- Task to complete
Each line that contains the word "input" is to be copied from the records below.

- Records supplied
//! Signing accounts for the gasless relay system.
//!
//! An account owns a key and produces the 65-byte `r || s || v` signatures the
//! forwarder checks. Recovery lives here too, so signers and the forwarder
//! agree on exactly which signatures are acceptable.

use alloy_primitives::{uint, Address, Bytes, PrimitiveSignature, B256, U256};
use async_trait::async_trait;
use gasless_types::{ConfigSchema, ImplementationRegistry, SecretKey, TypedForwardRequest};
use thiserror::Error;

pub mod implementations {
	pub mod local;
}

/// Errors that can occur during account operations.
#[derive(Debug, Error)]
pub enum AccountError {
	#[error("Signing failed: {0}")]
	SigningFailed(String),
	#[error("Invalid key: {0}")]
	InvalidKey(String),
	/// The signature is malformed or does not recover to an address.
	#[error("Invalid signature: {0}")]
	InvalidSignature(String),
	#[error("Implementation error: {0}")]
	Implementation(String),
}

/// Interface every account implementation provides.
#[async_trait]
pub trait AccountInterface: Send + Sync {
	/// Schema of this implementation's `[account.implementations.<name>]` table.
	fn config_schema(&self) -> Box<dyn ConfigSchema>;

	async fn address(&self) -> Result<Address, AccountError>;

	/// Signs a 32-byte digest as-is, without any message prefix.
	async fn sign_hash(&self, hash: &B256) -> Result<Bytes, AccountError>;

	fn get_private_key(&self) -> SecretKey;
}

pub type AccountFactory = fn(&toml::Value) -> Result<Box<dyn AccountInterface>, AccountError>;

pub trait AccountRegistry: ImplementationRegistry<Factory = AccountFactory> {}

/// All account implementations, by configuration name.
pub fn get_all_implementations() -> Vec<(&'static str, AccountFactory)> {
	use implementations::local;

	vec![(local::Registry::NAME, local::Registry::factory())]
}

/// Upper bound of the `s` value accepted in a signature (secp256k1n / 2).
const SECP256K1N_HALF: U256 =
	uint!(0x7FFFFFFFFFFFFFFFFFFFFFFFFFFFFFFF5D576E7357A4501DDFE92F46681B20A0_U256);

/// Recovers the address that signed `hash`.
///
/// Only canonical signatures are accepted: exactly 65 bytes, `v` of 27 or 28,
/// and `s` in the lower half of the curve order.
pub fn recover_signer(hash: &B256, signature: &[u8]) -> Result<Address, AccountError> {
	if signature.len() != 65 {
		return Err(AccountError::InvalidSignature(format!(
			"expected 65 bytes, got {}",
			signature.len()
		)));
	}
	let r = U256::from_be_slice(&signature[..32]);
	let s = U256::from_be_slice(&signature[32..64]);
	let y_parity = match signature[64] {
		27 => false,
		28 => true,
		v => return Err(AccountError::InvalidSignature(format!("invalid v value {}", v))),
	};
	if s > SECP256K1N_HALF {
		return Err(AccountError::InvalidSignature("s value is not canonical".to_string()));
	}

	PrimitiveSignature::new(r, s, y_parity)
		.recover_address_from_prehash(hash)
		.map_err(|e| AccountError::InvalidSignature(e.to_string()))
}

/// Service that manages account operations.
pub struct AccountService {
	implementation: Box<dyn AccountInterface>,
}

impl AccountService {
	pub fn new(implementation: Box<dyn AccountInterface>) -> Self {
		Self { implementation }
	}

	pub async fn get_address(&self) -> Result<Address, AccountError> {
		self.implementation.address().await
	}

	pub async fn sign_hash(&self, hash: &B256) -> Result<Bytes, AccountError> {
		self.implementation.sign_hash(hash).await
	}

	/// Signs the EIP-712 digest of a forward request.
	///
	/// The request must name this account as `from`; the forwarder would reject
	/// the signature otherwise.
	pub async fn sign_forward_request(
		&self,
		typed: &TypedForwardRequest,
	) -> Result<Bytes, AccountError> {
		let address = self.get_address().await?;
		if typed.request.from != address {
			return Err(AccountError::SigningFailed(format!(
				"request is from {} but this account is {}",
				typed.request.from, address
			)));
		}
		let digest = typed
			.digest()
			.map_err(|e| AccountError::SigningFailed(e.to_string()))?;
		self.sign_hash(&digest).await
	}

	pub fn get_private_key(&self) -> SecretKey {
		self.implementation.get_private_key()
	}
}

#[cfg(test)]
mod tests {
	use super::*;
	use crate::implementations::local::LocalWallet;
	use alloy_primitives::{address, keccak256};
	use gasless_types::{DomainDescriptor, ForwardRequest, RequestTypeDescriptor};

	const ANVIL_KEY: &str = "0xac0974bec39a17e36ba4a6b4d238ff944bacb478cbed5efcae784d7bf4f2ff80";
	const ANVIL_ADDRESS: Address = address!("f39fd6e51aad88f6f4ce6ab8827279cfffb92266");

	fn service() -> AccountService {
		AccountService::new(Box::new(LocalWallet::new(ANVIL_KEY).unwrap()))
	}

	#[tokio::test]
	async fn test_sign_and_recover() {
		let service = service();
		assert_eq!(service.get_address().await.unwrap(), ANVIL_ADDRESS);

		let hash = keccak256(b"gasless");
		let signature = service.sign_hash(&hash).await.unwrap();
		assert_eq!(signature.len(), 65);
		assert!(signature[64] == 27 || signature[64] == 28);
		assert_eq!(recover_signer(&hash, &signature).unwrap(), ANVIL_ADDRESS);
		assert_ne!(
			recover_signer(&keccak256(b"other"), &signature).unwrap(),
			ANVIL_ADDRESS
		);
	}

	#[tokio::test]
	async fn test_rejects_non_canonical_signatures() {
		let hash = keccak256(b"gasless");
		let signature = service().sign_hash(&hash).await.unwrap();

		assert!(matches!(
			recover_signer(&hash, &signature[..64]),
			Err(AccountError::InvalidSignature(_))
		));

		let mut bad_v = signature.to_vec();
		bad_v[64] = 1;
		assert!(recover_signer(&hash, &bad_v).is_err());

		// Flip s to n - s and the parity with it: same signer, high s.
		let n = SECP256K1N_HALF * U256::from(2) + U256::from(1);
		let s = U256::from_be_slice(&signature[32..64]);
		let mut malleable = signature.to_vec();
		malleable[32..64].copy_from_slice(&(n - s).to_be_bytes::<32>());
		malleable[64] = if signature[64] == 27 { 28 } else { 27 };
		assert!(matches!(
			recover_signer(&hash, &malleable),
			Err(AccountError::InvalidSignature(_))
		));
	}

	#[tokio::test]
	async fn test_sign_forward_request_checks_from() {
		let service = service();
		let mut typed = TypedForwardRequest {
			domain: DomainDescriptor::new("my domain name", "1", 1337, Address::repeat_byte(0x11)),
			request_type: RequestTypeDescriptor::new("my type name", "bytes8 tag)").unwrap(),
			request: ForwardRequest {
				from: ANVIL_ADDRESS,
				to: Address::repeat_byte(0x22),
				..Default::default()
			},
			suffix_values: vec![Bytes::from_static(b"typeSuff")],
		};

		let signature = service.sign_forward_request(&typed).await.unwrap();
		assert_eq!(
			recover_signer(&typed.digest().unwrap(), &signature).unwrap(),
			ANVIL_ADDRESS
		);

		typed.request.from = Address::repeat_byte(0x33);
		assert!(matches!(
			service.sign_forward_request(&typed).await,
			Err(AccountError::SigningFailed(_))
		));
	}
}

...

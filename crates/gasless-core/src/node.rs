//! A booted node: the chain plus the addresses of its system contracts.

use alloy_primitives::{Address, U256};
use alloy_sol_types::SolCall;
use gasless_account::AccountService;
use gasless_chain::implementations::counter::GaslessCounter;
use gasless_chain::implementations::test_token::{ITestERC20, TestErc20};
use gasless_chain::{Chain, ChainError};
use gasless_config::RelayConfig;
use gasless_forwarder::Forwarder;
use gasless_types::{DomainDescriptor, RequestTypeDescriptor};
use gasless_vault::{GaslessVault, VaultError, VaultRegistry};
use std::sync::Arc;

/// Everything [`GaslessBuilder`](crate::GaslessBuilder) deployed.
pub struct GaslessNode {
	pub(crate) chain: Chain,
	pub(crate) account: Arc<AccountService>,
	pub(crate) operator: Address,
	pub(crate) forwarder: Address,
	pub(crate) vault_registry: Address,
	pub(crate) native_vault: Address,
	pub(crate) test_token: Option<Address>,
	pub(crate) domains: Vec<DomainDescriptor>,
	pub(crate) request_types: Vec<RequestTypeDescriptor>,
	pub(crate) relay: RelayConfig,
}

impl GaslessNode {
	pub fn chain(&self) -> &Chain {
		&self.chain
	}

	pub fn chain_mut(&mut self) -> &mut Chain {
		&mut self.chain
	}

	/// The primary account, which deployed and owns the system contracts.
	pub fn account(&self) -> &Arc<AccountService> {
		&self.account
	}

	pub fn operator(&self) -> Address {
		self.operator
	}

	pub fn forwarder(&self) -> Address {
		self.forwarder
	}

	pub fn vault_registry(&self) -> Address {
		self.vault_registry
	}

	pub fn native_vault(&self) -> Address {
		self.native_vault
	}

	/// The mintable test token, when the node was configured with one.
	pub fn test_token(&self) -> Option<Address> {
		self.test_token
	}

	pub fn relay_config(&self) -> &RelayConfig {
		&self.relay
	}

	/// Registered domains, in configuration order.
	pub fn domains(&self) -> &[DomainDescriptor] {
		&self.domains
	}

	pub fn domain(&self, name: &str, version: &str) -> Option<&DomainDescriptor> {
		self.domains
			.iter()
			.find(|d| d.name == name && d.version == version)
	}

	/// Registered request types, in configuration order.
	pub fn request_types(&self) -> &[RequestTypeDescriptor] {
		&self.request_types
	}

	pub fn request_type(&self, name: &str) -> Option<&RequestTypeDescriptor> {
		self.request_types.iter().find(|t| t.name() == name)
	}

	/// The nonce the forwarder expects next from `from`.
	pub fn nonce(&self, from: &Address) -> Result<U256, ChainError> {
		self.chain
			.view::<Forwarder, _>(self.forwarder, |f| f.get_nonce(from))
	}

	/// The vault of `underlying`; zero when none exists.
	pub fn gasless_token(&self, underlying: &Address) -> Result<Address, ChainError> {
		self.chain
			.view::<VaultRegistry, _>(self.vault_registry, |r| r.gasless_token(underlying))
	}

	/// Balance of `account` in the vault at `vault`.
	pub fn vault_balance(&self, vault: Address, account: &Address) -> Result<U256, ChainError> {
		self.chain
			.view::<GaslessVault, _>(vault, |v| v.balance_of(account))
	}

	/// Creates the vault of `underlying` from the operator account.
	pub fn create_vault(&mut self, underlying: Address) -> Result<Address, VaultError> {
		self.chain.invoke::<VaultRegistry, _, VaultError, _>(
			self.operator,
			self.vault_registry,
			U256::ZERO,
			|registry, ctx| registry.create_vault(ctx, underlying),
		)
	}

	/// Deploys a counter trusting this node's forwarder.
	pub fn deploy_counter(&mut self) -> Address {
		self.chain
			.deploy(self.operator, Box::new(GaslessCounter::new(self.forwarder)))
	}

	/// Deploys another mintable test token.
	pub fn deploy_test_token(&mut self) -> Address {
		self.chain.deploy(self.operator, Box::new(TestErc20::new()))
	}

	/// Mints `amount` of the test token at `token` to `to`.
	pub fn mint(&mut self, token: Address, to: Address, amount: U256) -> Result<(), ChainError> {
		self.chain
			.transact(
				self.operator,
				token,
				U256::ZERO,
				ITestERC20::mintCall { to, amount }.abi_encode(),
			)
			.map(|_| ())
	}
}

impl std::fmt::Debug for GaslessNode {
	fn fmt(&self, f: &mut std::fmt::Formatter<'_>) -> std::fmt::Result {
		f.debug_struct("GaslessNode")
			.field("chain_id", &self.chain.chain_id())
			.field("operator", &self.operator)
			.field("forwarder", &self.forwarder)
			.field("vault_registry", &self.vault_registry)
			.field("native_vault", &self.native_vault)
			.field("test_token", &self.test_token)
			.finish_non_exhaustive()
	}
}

--

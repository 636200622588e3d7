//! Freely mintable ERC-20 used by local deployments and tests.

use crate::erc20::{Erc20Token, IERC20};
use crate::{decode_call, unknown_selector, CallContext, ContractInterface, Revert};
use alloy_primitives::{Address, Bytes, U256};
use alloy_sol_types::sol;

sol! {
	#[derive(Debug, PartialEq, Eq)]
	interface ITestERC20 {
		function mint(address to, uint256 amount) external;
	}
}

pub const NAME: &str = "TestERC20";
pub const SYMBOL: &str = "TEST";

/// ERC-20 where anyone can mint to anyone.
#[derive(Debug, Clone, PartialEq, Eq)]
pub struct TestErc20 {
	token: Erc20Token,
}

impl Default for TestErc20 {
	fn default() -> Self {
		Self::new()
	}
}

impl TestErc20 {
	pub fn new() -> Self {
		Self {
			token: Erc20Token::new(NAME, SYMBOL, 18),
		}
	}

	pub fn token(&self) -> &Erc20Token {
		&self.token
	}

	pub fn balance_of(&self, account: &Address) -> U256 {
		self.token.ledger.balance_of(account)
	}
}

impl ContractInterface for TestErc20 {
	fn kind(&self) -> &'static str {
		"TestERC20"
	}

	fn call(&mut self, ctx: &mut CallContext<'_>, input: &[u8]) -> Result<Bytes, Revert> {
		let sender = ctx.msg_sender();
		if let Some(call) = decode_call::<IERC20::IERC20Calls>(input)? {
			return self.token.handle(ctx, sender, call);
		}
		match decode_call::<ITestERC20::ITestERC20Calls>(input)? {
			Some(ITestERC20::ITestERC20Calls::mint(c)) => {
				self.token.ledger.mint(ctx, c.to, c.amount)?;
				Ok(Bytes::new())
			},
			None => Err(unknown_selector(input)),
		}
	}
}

- Answer to this task
	fn call(&mut self, ctx: &mut CallContext<'_>, input: &[u8]) -> Result<Bytes, Revert> {
		if let Some(call) = decode_call::<IERC20::IERC20Calls>(input)? {
		match decode_call::<ITestERC20::ITestERC20Calls>(input)? {
			None => Err(unknown_selector(input)),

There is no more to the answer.